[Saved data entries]
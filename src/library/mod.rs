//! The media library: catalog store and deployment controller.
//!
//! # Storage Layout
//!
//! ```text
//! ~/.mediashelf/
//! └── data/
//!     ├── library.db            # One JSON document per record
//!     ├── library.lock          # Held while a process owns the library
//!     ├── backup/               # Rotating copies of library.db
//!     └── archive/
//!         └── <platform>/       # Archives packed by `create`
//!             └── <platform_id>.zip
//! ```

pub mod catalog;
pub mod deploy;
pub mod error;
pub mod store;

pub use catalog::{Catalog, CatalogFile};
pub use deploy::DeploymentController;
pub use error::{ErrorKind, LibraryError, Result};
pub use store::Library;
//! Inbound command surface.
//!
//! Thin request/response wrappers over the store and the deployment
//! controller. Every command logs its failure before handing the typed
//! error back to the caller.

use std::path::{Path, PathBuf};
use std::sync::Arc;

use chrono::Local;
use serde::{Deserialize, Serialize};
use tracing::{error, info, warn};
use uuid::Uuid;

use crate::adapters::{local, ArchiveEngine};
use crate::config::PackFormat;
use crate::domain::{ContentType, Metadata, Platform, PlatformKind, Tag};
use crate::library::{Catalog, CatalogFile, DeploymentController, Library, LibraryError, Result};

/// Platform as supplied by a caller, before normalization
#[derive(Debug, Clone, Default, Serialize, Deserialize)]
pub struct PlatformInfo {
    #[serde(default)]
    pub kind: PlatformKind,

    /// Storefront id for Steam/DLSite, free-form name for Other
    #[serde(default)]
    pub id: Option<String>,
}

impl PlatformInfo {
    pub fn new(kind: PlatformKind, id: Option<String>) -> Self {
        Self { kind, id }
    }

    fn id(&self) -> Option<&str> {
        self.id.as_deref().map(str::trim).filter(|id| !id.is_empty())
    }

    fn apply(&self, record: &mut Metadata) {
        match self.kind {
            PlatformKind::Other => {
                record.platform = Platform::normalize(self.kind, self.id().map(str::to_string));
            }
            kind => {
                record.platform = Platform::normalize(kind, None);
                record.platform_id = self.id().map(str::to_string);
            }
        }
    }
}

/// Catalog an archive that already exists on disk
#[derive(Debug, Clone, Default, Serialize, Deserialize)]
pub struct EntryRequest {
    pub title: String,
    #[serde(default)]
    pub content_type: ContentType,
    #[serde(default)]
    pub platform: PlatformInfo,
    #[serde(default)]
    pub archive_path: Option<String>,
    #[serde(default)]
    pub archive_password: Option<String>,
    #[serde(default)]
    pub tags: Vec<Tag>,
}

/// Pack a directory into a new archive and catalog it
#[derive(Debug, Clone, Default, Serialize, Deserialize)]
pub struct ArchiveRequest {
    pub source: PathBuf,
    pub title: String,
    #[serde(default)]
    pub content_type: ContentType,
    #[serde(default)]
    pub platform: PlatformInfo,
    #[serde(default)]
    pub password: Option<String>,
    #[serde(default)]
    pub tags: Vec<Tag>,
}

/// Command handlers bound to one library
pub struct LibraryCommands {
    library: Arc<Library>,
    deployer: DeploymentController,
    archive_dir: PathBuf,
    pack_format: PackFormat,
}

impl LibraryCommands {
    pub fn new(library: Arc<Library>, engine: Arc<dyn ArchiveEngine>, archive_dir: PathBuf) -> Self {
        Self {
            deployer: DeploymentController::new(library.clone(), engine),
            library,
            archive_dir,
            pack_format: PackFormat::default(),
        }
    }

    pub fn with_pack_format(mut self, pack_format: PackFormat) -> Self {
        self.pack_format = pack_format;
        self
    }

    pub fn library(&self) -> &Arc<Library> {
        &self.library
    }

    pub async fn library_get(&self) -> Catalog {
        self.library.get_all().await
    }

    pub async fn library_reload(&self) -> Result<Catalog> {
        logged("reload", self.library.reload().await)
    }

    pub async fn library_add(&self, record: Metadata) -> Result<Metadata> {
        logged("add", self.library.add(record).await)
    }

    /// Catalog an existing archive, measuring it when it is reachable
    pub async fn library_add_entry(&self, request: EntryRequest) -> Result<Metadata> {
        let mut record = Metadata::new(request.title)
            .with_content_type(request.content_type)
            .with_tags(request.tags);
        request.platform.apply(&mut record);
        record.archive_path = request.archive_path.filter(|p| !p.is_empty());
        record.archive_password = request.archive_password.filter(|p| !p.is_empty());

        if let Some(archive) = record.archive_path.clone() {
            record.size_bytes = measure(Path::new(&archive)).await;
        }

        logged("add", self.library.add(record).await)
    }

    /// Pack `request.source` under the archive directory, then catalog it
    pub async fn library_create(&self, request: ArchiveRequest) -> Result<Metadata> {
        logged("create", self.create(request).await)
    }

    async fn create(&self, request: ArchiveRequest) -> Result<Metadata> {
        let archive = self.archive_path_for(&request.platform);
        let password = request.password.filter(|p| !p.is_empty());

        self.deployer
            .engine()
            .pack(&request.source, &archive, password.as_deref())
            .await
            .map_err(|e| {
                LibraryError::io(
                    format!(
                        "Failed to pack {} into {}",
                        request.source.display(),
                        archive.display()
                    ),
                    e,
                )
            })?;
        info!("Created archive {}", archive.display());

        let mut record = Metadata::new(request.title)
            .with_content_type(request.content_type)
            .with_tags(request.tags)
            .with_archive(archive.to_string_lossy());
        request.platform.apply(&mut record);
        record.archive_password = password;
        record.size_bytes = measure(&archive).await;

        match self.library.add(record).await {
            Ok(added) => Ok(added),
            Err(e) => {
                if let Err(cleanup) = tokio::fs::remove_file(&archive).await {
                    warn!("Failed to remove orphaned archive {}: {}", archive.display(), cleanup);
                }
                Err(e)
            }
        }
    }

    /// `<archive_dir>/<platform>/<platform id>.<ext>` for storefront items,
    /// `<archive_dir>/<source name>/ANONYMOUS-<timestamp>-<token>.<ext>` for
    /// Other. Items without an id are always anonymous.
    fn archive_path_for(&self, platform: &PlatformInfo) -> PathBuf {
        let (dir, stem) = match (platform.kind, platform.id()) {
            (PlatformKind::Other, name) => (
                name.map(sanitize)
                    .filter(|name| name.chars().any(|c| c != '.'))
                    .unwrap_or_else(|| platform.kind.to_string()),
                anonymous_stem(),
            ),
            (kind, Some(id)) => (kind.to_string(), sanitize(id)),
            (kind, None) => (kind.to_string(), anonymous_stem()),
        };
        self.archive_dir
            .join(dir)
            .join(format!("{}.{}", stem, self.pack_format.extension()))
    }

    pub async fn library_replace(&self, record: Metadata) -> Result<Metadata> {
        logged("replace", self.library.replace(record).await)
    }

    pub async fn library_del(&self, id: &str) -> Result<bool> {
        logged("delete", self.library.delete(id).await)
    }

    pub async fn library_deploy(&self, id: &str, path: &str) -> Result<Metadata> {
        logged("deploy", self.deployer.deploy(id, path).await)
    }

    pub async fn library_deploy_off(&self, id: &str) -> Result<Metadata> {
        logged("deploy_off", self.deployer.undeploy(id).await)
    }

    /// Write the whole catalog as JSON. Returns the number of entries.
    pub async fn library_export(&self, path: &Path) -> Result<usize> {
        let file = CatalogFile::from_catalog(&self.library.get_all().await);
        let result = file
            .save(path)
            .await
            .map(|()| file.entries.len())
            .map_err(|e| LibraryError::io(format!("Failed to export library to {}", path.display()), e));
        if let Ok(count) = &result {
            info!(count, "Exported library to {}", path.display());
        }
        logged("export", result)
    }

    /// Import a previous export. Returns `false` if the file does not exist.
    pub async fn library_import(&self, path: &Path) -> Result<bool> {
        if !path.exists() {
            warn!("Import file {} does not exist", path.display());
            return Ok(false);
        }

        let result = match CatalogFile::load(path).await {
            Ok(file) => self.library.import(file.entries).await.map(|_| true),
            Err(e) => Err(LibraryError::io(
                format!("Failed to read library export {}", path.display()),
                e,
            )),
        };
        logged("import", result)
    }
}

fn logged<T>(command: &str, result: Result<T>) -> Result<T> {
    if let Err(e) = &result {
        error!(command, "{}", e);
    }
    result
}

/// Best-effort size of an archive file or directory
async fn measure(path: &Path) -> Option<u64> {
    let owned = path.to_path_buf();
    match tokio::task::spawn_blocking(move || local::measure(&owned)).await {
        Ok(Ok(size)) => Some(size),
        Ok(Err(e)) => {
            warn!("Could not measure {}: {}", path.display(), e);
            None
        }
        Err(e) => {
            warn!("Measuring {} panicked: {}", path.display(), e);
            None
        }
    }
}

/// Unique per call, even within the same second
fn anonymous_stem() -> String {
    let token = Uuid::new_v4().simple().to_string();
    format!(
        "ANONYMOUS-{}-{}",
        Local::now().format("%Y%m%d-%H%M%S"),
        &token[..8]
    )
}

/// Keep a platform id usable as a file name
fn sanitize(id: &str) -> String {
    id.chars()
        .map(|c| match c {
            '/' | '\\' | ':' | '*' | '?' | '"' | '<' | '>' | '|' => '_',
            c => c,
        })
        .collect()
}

== Problem statement ==
Work out how many lines in the entries hold the string "count". Your answer should consist solely of that number.

== Written response ==
2